Sciences and methods > Biosciences > Programs > MERLIN > Example of MERLIN input files
 
Tehdyt toimenpiteet

Example of MERLIN input files

The input data for MERLIN can be given in QTDT format (in this example) or in LINKAGE format.
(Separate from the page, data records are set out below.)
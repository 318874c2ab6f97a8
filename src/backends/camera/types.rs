// SPDX-License-Identifier: GPL-3.0-only
// Shared types for the camera backend abstraction

//! Shared types for the camera backend

use crate::constants::RGBA_BYTES_PER_PIXEL;
use crate::errors::CaptureError;
use serde::{Deserialize, Serialize};
use std::sync::Arc;
use std::time::Instant;

/// Sensor rotation in degrees (clockwise)
///
/// Camera sensors on mobile devices are often mounted rotated relative to the
/// display. The value is the clockwise rotation that must be applied to the
/// delivered pixel buffer so the image appears upright.
#[derive(Debug, Clone, Copy, PartialEq, Eq, Default)]
pub enum Orientation {
    /// Pixel order already matches display orientation
    #[default]
    Upright,
    /// Rotate 90 degrees clockwise to display upright
    Rotate90,
    /// Rotate 180 degrees to display upright
    Rotate180,
    /// Rotate 270 degrees clockwise to display upright
    Rotate270,
}

impl Orientation {
    /// Create an orientation from an integer degree value (normalised to 0-360).
    pub fn from_degrees_int(degrees: i32) -> Self {
        match degrees.rem_euclid(360) {
            90 => Orientation::Rotate90,
            180 => Orientation::Rotate180,
            270 => Orientation::Rotate270,
            _ => Orientation::Upright,
        }
    }

    /// Parse an orientation from a string degree value, as reported by
    /// device-tree style metadata.
    pub fn from_degrees(degrees: &str) -> Self {
        match degrees.trim() {
            "90" => Orientation::Rotate90,
            "180" => Orientation::Rotate180,
            "270" => Orientation::Rotate270,
            "0" | "" => Orientation::Upright,
            other => {
                if let Ok(deg) = other.parse::<i32>() {
                    Self::from_degrees_int(deg)
                } else {
                    Orientation::Upright
                }
            }
        }
    }

    /// Get the rotation in degrees
    pub fn degrees(&self) -> u32 {
        match self {
            Orientation::Upright => 0,
            Orientation::Rotate90 => 90,
            Orientation::Rotate180 => 180,
            Orientation::Rotate270 => 270,
        }
    }

    /// Check if the rotation swaps width and height
    pub fn swaps_dimensions(&self) -> bool {
        matches!(self, Orientation::Rotate90 | Orientation::Rotate270)
    }
}

impl std::fmt::Display for Orientation {
    fn fmt(&self, f: &mut std::fmt::Formatter<'_>) -> std::fmt::Result {
        write!(f, "{}°", self.degrees())
    }
}

/// Session preset selecting the capture configuration
#[derive(Debug, Clone, Copy, PartialEq, Eq, Hash, Serialize, Deserialize, Default)]
pub enum SessionPreset {
    /// Full-resolution still photo capture
    #[default]
    Photo,
    /// Lower-latency preview-quality capture
    Preview,
}

impl std::fmt::Display for SessionPreset {
    fn fmt(&self, f: &mut std::fmt::Formatter<'_>) -> std::fmt::Result {
        match self {
            SessionPreset::Photo => write!(f, "Photo"),
            SessionPreset::Preview => write!(f, "Preview"),
        }
    }
}

/// Represents a camera device
#[derive(Debug, Clone)]
pub struct CameraDevice {
    /// Human-readable device name
    pub name: String,
    /// Backend-specific device path or node identifier
    pub path: String,
    /// Sensor mounting rotation reported by the platform
    pub rotation: Orientation,
}

/// A single frame delivered by the hardware for one capture request
///
/// The buffer is RGBA with `stride` bytes per row (rows may carry padding).
/// Frames are immutable after creation and shared by reference counting.
#[derive(Clone)]
pub struct RawFrame {
    pub width: u32,
    pub height: u32,
    /// Bytes per row, including any padding past `width * 4`
    pub stride: u32,
    pub data: Arc<[u8]>,
    /// Rotation to apply for the frame to display upright
    pub orientation: Orientation,
    pub captured_at: Instant,
}

impl RawFrame {
    /// Create a tightly packed upright frame.
    ///
    /// Convenient for sources that already deliver padded-free buffers.
    pub fn upright(width: u32, height: u32, data: Arc<[u8]>) -> Self {
        Self {
            width,
            height,
            stride: width * RGBA_BYTES_PER_PIXEL as u32,
            data,
            orientation: Orientation::Upright,
            captured_at: Instant::now(),
        }
    }
}

impl std::fmt::Debug for RawFrame {
    fn fmt(&self, f: &mut std::fmt::Formatter<'_>) -> std::fmt::Result {
        write!(
            f,
            "RawFrame({}x{}, stride {}, {} bytes, {})",
            self.width,
            self.height,
            self.stride,
            self.data.len(),
            self.orientation
        )
    }
}

/// Outcome of one capture request, delivered once over a oneshot channel
///
/// This is the crate's rendition of the hardware delegate callback: the
/// request either produces a frame or a capture error. A dropped sender means
/// the hardware went away without answering.
pub type CaptureDelivery = Result<RawFrame, CaptureError>;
The example pedigree consists of 19 individuals in 3 generations:

Pedigree file

The pedigree structure and the genotypes are specified in a pedigree file:

1  1  0  0 1 1   0 0 0 0 0 0 0 0 0 0 0 0 0 0 0 0
1 2 0 0 2 2 0 0 0 0 0 0 0 0 0 0 0 0 0 0 0 0
1 3 1 2 1 2 0 0 0 0 0 0 0 0 0 0 0 0 0 0 0 0
1 4 0 0 2 1 0 0 0 0 0 0 0 0 0 0 0 0 0 0 0 0
1 5 1 2 1 2 0 0 0 0 0 0 0 0 0 0 0 0 0 0 0 0
1 6 0 0 2 1 0 0 0 0 0 0 0 0 0 0 0 0 0 0 0 0
1 7 0 0 1 1 0 0 0 0 0 0 0 0 0 0 0 0 0 0 0 0
1 8 1 2 2 2 6 4 5 6 5 2 0 0 1 1 3 4 2 6 5 1
1 9 3 4 1 2 4 4 6 1 2 2 3 5 1 7 4 2 6 6 4 1
1 10 3 4 2 1 6 4 0 0 5 2 5 5 1 7 3 2 2 6 5 1
1 11 5 6 1 1 6 4 0 0 0 0 0 0 1 3 0 0 2 3 5 4
1 12 5 6 2 1 6 5 5 5 5 5 5 4 1 7 3 3 2 6 5 4
1 13 5 6 1 2 4 5 6 5 2 5 0 0 1 7 4 3 6 6 1 4
1 14 7 8 1 2 1 4 1 6 1 2 3 3 7 1 3 4 3 6 5 1
1 15 7 8 2 2 1 4 1 6 6 2 3 3 3 1 3 4 3 6 2 1
1 16 0 0 1 1 6 2 5 1 1 3 5 4 2 7 2 3 6 6 4 2
1 17 16 12 1 2 2 6 0 0 3 5 0 0 7 1 3 3 6 2 2 5
1 18 16 12 2 1 6 5 5 5 1 5 5 4 2 7 2 3 6 6 4 4
1 19 16 12 2 1 2 6 1 5 3 5 4 5 7 1 3 3 6 2 0 0
The interpretation of the first five columns is fixed:
1. Pedigree identifier
2. Person identifier
3. Identifier of then individual's father
4. Identifier of then individual's mother
5.   
Sex (1=male, 2=female)

The remaining columns contain the phenotype and genotype data. In this example they are interpreted as:

6. Affection status (1=healthy, 2=affected)
7.-n. Genotypes, 2 integers per marker

Columns for quantitative values (trait and covariates) can also be included after the five fixed columns. Missing marker genotypes are indicated by '0/0'. Missing trait and covariate values are coded as 'X'.

Locus file

The phenotype and genotype loci are presented in the locus file:

A Disease
M M1
M M2
M M3
M M4
M M5
M M6
M M7
M M8

In the first column, the locus type is specified (A=affection status, M=marker, T=quantitative trait, C=covariate). The second columns defines the locus name. Notice that a marker locus always corresponds to two consequtive columns in the pedigree file.

Map file

1 M1 0.0
1 M2 5.0
1 M3 10.0
1 M4 15.0
1 M5 20.0
1 M6 25.0
1 M7 30.0
1 M8 35.0

The first column specifies the chromosome that the marker belongs to. The second column contains the marker name and the thid column contains the genetic location of the marker (in cM).

Allele frequency file

Allele frequencies can be estimated from the data. Alternatively, it is possible to define the population-level frequencies in a specific allele frequency file. The format of the frequency file (only extending for markers 1 and 2) would be:

M M1
A 1 0.047
A 2 0.312
A 3 0.128
A 4 0.016
A 5 0.250
A 6 0.247
M M2
A 1 0.142
A 2 0.222
A 3 0.021
A 4 0.216
A 5 0.159
A 6 0.240
(to be continued to cover all the markers in the map)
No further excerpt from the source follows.